EXERCISE DIRECTIONS
Output all records exactly.
════════
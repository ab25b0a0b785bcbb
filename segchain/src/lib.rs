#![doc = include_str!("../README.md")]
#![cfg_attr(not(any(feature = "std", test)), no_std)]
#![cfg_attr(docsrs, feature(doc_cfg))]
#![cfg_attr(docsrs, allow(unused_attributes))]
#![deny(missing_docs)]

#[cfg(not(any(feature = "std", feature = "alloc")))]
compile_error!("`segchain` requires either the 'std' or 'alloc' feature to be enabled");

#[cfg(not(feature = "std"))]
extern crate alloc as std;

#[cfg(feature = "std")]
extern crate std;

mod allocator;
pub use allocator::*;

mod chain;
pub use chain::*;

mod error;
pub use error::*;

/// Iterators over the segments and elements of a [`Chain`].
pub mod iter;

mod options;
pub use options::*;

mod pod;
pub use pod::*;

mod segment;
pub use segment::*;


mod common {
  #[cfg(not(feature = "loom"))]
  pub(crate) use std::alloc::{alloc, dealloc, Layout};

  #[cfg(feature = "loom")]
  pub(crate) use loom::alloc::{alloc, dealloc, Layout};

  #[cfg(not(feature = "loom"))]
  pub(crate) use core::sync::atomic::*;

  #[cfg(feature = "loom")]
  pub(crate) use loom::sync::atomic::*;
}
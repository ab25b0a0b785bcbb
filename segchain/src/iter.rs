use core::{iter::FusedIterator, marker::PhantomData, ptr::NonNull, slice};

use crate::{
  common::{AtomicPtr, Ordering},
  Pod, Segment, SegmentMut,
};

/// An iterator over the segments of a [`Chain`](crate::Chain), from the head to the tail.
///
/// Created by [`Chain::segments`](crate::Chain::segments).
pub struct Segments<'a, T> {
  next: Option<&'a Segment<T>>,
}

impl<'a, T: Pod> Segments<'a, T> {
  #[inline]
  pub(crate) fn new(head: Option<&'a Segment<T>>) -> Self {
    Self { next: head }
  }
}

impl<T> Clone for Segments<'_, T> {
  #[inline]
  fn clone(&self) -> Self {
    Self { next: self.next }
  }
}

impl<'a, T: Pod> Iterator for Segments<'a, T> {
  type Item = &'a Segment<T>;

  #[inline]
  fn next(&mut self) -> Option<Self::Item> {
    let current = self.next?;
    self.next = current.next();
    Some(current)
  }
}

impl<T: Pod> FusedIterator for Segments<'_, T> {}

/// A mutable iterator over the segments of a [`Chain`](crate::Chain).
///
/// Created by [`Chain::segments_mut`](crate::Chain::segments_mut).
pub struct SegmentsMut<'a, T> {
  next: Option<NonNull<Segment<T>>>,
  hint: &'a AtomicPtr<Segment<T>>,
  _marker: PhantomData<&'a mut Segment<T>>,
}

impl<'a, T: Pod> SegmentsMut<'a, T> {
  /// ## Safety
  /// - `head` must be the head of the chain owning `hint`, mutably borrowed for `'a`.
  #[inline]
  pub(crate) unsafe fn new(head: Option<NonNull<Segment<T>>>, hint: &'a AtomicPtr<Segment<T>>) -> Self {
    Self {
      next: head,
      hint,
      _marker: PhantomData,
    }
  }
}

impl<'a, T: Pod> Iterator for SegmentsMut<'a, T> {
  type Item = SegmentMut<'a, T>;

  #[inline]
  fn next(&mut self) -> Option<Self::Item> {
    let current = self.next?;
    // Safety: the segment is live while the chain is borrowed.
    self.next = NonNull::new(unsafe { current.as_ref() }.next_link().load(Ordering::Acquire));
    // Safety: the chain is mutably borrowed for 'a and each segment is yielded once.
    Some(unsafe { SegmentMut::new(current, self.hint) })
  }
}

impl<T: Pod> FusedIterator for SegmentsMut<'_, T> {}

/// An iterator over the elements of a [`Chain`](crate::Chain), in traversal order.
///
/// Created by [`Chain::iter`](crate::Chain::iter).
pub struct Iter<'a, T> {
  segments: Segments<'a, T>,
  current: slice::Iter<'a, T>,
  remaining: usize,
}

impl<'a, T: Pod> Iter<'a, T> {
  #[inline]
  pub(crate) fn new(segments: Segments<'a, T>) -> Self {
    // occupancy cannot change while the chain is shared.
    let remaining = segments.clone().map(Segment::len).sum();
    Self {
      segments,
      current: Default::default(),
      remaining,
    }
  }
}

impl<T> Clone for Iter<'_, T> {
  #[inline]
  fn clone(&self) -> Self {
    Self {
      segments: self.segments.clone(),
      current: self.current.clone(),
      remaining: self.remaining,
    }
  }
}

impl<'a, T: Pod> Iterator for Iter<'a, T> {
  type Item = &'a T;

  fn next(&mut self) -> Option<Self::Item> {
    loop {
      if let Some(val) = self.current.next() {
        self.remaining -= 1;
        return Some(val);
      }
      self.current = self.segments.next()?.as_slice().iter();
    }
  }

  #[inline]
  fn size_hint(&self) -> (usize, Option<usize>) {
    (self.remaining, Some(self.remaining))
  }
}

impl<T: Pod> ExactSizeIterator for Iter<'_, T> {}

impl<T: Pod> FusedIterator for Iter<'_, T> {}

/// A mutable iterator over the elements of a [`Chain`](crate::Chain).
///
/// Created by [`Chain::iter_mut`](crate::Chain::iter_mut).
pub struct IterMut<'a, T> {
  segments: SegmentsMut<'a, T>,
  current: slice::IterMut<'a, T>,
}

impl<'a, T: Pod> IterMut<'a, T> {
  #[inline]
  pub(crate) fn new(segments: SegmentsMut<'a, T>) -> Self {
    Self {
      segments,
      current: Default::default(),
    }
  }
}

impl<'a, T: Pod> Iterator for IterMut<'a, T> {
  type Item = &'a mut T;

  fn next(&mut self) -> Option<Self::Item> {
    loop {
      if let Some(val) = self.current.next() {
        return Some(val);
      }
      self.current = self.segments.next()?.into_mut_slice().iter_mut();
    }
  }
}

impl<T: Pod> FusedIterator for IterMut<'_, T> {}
════════
PROBLEM SOLUTION
repository ab25b0a0b785bcbb
filename segchain/src/lib.rs
#![doc = include_str!("../README.md")]
#![cfg_attr(not(any(feature = "std", test)), no_std)]
#![cfg_attr(docsrs, feature(doc_cfg))]
#![cfg_attr(docsrs, allow(unused_attributes))]
#![deny(missing_docs)]

#[cfg(not(any(feature = "std", feature = "alloc")))]
compile_error!("`segchain` requires either the 'std' or 'alloc' feature to be enabled");

#[cfg(not(feature = "std"))]
extern crate alloc as std;

#[cfg(feature = "std")]
extern crate std;

mod allocator;
pub use allocator::*;

mod chain;
pub use chain::*;

mod error;
pub use error::*;

/// Iterators over the segments and elements of a [`Chain`].
pub mod iter;

mod options;
pub use options::*;

mod pod;
pub use pod::*;

mod segment;
pub use segment::*;


mod common {
  #[cfg(not(feature = "loom"))]
  pub(crate) use std::alloc::{alloc, dealloc, Layout};

  #[cfg(feature = "loom")]
  pub(crate) use loom::alloc::{alloc, dealloc, Layout};

  #[cfg(not(feature = "loom"))]
  pub(crate) use core::sync::atomic::*;

  #[cfg(feature = "loom")]
  pub(crate) use loom::sync::atomic::*;
}
repository ab25b0a0b785bcbb
filename segchain/src/iter.rs
use core::{iter::FusedIterator, marker::PhantomData, ptr::NonNull, slice};

use crate::{
  common::{AtomicPtr, Ordering},
  Pod, Segment, SegmentMut,
};

/// An iterator over the segments of a [`Chain`](crate::Chain), from the head to the tail.
///
/// Created by [`Chain::segments`](crate::Chain::segments).
pub struct Segments<'a, T> {
  next: Option<&'a Segment<T>>,
}

impl<'a, T: Pod> Segments<'a, T> {
  #[inline]
  pub(crate) fn new(head: Option<&'a Segment<T>>) -> Self {
    Self { next: head }
  }
}

impl<T> Clone for Segments<'_, T> {
  #[inline]
  fn clone(&self) -> Self {
    Self { next: self.next }
  }
}

impl<'a, T: Pod> Iterator for Segments<'a, T> {
  type Item = &'a Segment<T>;

  #[inline]
  fn next(&mut self) -> Option<Self::Item> {
    let current = self.next?;
    self.next = current.next();
    Some(current)
  }
}

impl<T: Pod> FusedIterator for Segments<'_, T> {}

/// A mutable iterator over the segments of a [`Chain`](crate::Chain).
///
/// Created by [`Chain::segments_mut`](crate::Chain::segments_mut).
pub struct SegmentsMut<'a, T> {
  next: Option<NonNull<Segment<T>>>,
  hint: &'a AtomicPtr<Segment<T>>,
  _marker: PhantomData<&'a mut Segment<T>>,
}

impl<'a, T: Pod> SegmentsMut<'a, T> {
  /// ## Safety
  /// - `head` must be the head of the chain owning `hint`, mutably borrowed for `'a`.
  #[inline]
  pub(crate) unsafe fn new(head: Option<NonNull<Segment<T>>>, hint: &'a AtomicPtr<Segment<T>>) -> Self {
    Self {
      next: head,
      hint,
      _marker: PhantomData,
    }
  }
}

impl<'a, T: Pod> Iterator for SegmentsMut<'a, T> {
  type Item = SegmentMut<'a, T>;

  #[inline]
  fn next(&mut self) -> Option<Self::Item> {
    let current = self.next?;
    // Safety: the segment is live while the chain is borrowed.
    self.next = NonNull::new(unsafe { current.as_ref() }.next_link().load(Ordering::Acquire));
    // Safety: the chain is mutably borrowed for 'a and each segment is yielded once.
    Some(unsafe { SegmentMut::new(current, self.hint) })
  }
}

impl<T: Pod> FusedIterator for SegmentsMut<'_, T> {}

/// An iterator over the elements of a [`Chain`](crate::Chain), in traversal order.
///
/// Created by [`Chain::iter`](crate::Chain::iter).
pub struct Iter<'a, T> {
  segments: Segments<'a, T>,
  current: slice::Iter<'a, T>,
  remaining: usize,
}

impl<'a, T: Pod> Iter<'a, T> {
  #[inline]
  pub(crate) fn new(segments: Segments<'a, T>) -> Self {
    // occupancy cannot change while the chain is shared.
    let remaining = segments.clone().map(Segment::len).sum();
    Self {
      segments,
      current: Default::default(),
      remaining,
    }
  }
}

impl<T> Clone for Iter<'_, T> {
  #[inline]
  fn clone(&self) -> Self {
    Self {
      segments: self.segments.clone(),
      current: self.current.clone(),
      remaining: self.remaining,
    }
  }
}

impl<'a, T: Pod> Iterator for Iter<'a, T> {
  type Item = &'a T;

  fn next(&mut self) -> Option<Self::Item> {
    loop {
      if let Some(val) = self.current.next() {
        self.remaining -= 1;
        return Some(val);
      }
      self.current = self.segments.next()?.as_slice().iter();
    }
  }

  #[inline]
  fn size_hint(&self) -> (usize, Option<usize>) {
    (self.remaining, Some(self.remaining))
  }
}

impl<T: Pod> ExactSizeIterator for Iter<'_, T> {}

impl<T: Pod> FusedIterator for Iter<'_, T> {}

/// A mutable iterator over the elements of a [`Chain`](crate::Chain).
///
/// Created by [`Chain::iter_mut`](crate::Chain::iter_mut).
pub struct IterMut<'a, T> {
  segments: SegmentsMut<'a, T>,
  current: slice::IterMut<'a, T>,
}

impl<'a, T: Pod> IterMut<'a, T> {
  #[inline]
  pub(crate) fn new(segments: SegmentsMut<'a, T>) -> Self {
    Self {
      segments,
      current: Default::default(),
    }
  }
}

impl<'a, T: Pod> Iterator for IterMut<'a, T> {
  type Item = &'a mut T;

  fn next(&mut self) -> Option<Self::Item> {
    loop {
      if let Some(val) = self.current.next() {
        return Some(val);
      }
      self.current = self.segments.next()?.into_mut_slice().iter_mut();
    }
  }
}

impl<T: Pod> FusedIterator for IterMut<'_, T> {}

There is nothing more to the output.